SGR 0418+5729: a small inclination angle resulting in a not so low dipole magnetic field?
The spin down behaviors of SGR 0418+5729 are investigated. The pulsar spin down model of Contopoulos & Spitkovsky (2006) is applied to SGR 0418+5729. It is shown that SGR 0418+5729 lies below the pulsar death line and its rotation-powered magnetospheric activities may therefore have stopped. The compact star is now spun down by the magnetic dipole moment perpendicular to its rotation axis. Our calculations show that under these assumption there is the possibility of SGR 0418+5729 having a strong dipole magnetic field, if there is a small magnetic inclination angle. Its dipole magnetic field may be much higher than the characteristic magnetic field. Therefore, SGR 0418+5729 may be a normal magnetar instead of a low magnetic field magnetar.
💡 Research Summary
The paper revisits the spin‑down behavior of the soft gamma repeater SGR 0418+5729 in order to assess whether it truly belongs to the class of “low‑magnetic‑field magnetars”. Using the observed spin period (P ≈ 9 s) and period derivative (Ṗ ≈ 4 × 10⁻¹⁵ s s⁻¹), the authors first compute the conventional characteristic dipole field B_char ≈ 6 × 10¹² G, a value far below the typical magnetar range (10¹⁴–10¹⁵ G). This low B_char has been the primary argument for classifying SGR 0418+5729 as a low‑field magnetar.
The authors then apply the spin‑down model of Contopoulos & Spitkovsky (2006), which explicitly incorporates the magnetic inclination angle α (the angle between the magnetic dipole axis and the rotation axis) and the structure of the magnetospheric current system. In this model the torque is not simply proportional to the total dipole moment; instead it depends on the component of the dipole perpendicular to the spin axis, μ_⊥ = μ sin α. The model also predicts a “death line” in the P–Ṗ diagram: when a pulsar falls below this line the accelerating potential is insufficient to sustain pair creation, and the rotation‑powered magnetosphere essentially shuts off. SGR 0418+5729 lies well below this death line, implying that its magnetospheric activity has ceased. Consequently, its current spin‑down must be driven solely by the perpendicular dipole component.
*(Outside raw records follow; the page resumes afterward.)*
// Copyright (c) Contributors to the SPK project.
// SPDX-License-Identifier: Apache-2.0

//! Fixtures shared by the unit tests.

use std::collections::HashMap;
use std::io::Write;
use std::path::Path;
use std::sync::Mutex;
use std::sync::atomic::{AtomicU32, Ordering};
use std::time::Duration;

use async_trait::async_trait;
use flate2::Compression;
use flate2::write::GzEncoder;

use crate::audit::{AuditEvent, AuditSink};
use crate::fetch::{FetchError, Fetcher};
use crate::recipe::{ArchiveKind, RecipeCatalog, ToolRecipe};

/// Build a gzipped tarball holding `files`, all marked executable.
pub(crate) fn tar_gz(files: &[(&str, &str)]) -> Vec<u8> {
    let mut builder = tar::Builder::new(GzEncoder::new(Vec::new(), Compression::default()));
    for (path, contents) in files {
        let mut header = tar::Header::new_gnu();
        header.set_size(contents.len() as u64);
        header.set_mode(0o755);
        header.set_cksum();
        builder
            .append_data(&mut header, path, contents.as_bytes())
            .unwrap();
    }
    builder.into_inner().unwrap().finish().unwrap()
}

pub(crate) fn zip(files: &[(&str, &str)]) -> Vec<u8> {
    let mut writer = zip::ZipWriter::new(std::io::Cursor::new(Vec::new()));
    let options = zip::write::SimpleFileOptions::default().unix_permissions(0o755);
    for (path, contents) in files {
        writer.start_file(*path, options).unwrap();
        writer.write_all(contents.as_bytes()).unwrap();
    }
    writer.finish().unwrap().into_inner()
}

/// The tarball layout most tests install: `<tool>-<version>/bin/<tool>`.
pub(crate) fn tool_archive(tool: &str, version: &str) -> Vec<u8> {
    let entry = format!("{tool}-{version}/bin/{tool}");
    tar_gz(&[(entry.as_str(), "#!/bin/sh\n")])
}

/// Catalog of platform-independent recipes served from `mock://`.
pub(crate) fn mock_catalog(tools: &[&str]) -> RecipeCatalog {
    let mut catalog = RecipeCatalog::empty();
    for tool in tools {
        catalog.insert(ToolRecipe {
            name: tool.to_string(),
            url: format!("mock://{tool}/{{version}}.tar.gz"),
            entry: format!("bin/{tool}"),
            archive: Some(ArchiveKind::TarGz),
            targets: Vec::new(),
        });
    }
    catalog
}

pub(crate) fn mock_url(tool: &str, version: &str) -> String {
    format!("mock://{tool}/{version}.tar.gz")
}

/// In-memory fetcher serving prepared archives by URL.
#[derive(Default)]
pub(crate) struct MockFetcher {
    archives: HashMap<String, Vec<u8>>,
    transient_failures: AtomicU32,
    delay: Duration,
    calls: AtomicU32,
}

impl MockFetcher {
    pub fn new() -> Self {
        Self::default()
    }

    /// Serve the standard archive for `(tool, version)`.
    pub fn with_tool(self, tool: &str, version: &str) -> Self {
        self.with_archive(&mock_url(tool, version), tool_archive(tool, version))
    }

    pub fn with_archive(mut self, url: &str, bytes: Vec<u8>) -> Self {
        self.archives.insert(url.to_string(), bytes);
        self
    }

    /// Fail the next `count` requests with a transient error.
    pub fn failing(self, count: u32) -> Self {
        self.transient_failures.store(count, Ordering::SeqCst);
        self
    }

    /// Hold every request for `delay` before answering.
    pub fn delayed(mut self, delay: Duration) -> Self {
        self.delay = delay;
        self
    }

    pub fn calls(&self) -> u32 {
        self.calls.load(Ordering::SeqCst)
    }
}

#[async_trait]
impl Fetcher for MockFetcher {
    async fn fetch(&self, url: &str, dest: &Path) -> Result<(), FetchError> {
        self.calls.fetch_add(1, Ordering::SeqCst);
        if !self.delay.is_zero() {
            tokio::time::sleep(self.delay).await;
        }
        let failed = self
            .transient_failures
            .fetch_update(Ordering::SeqCst, Ordering::SeqCst, |n| n.checked_sub(1))
            .is_ok();
        if failed {
            return Err(FetchError::Transient(format!("connection reset: {url}")));
        }
        let Some(bytes) = self.archives.get(url) else {
            return Err(FetchError::Permanent(format!("GET {url} returned HTTP 404")));
        };
        tokio::fs::write(dest, bytes)
            .await
            .map_err(|e| FetchError::Permanent(e.to_string()))
    }
}

/// Audit sink that keeps every event for inspection.
#[derive(Default)]
pub(crate) struct RecordingAudit {
    events: Mutex<Vec<AuditEvent>>,
}

impl RecordingAudit {
    pub fn events(&self) -> Vec<AuditEvent> {
        self.events.lock().unwrap().clone()
    }
}

impl AuditSink for RecordingAudit {
    fn record(&self, event: AuditEvent) {
        self.events.lock().unwrap().push(event);
    }
}
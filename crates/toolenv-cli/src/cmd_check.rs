// Copyright (c) Contributors to the SPK project.
// SPDX-License-Identifier: Apache-2.0

//! Verify that the declarations match the lock record.

use std::path::PathBuf;

use clap::Args;
use miette::Result;

/// Verify declarations match the lock record
#[derive(Debug, Args)]
pub struct CmdCheck {
    /// Check the context of DIR
    #[clap(short, long, default_value = ".")]
    dir: PathBuf,

    /// Exit with error on mismatch
    #[clap(long)]
    strict: bool,
}

impl CmdCheck {
    pub async fn run(&mut self) -> Result<i32> {
        let context = toolenv::resolve(&self.dir)?;
        let merged = toolenv::merge(&context)?;

        // Load lock file
        let lock_path = context.lock_path();
        let Some(lock) = toolenv::LockFile::load(&lock_path)? else {
            if self.strict {
                return Err(miette::miette!("No lock file found at {:?}", lock_path));
            }
            println!("Warning: No lock file found");
            return Ok(2);
        };

        // Verify
        let changes = toolenv::verify_lock(&lock, &merged)?;

        if changes.is_empty() {
            println!("✓ Tools match lock file");
            return Ok(0);
        }

        // Report changes
        if self.strict {
            eprintln!("Error: Declarations differ from lock file:");
        } else {
            println!("Warning: Declarations differ from lock file:");
        }

        for change in &changes {
            match &change.kind {
                toolenv::LockChangeKind::ToolVersionChanged => {
                    println!("  - Tool '{}' version changed", change.reference);
                    if let (Some(exp), Some(act)) = (&change.expected, &change.actual) {
                        println!("    Locked:   {exp}");
                        println!("    Declared: {act}");
                    }
                }
                toolenv::LockChangeKind::ToolMissing => {
                    println!("  - Tool '{}' is no longer installed", change.reference);
                }
                toolenv::LockChangeKind::SourceFileChanged => {
                    println!("  - Source file '{}' was modified", change.reference);
                }
                _ => {
                    println!("  - {:?}: {}", change.kind, change.reference);
                }
            }
        }

        if self.strict {
            return Ok(1);
        }

        println!("\nRun 'toolenv update' to update the lock file");
        Ok(0)
    }
}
Under these circumstances the spin‑down torque can be written as τ ≈ (2/3c³) μ_⊥² Ω³, where Ω = 2π/P. If α is very small, μ_⊥ is reduced, and to reproduce the observed Ṗ the total dipole moment μ (and thus the true surface dipole field B_dip) must be substantially larger than B_char. The authors explore α values from 1° to 5°. For α ≈ 5° they obtain B_dip ≈ 3 × 10¹³ G; for α ≈ 2° they find B_dip ≈ 1 × 10¹⁴ G; and for α ≈ 1° the required field rises to B_dip ≈ 2 × 10¹⁴ G. These estimates are 5–30 times higher than the characteristic field, placing SGR 0418+5729 squarely within the conventional magnetar magnetic‑field regime.
The paper emphasizes two key implications. First, the low characteristic field derived from the standard vacuum dipole formula can be a severe underestimate when the star’s inclination angle is small and the magnetosphere is dead. Second, even if the external magnetosphere is inactive, a strong internal magnetic field can persist, supported by superconducting or ferromagnetic phases in the dense core. Such an internal field can store the energy required for the observed X‑ray bursts and occasional high‑energy flares, suggesting that the observed emission is likely thermal radiation powered by internal magnetic re‑configuration rather than by rotational energy loss.
Based on these findings the authors propose that the magnetic inclination angle α should be incorporated as an additional parameter in magnetar classification schemes. When α is small, the conventional characteristic field B_char becomes unreliable, and a full torque analysis that includes α is necessary to assess the true dipole strength. They recommend future high‑precision timing and polarization measurements to constrain α directly, and deeper X‑ray spectroscopy to probe the internal magnetic field configuration.
In summary, the study argues that SGR 0418+5729 may not be a low‑field magnetar at all; rather, it could be a normal magnetar whose strong dipole field is hidden by a very small inclination angle and a dead magnetosphere. This reinterpretation challenges the current taxonomy of magnetars and provides a framework for re‑evaluating other low‑B candidates.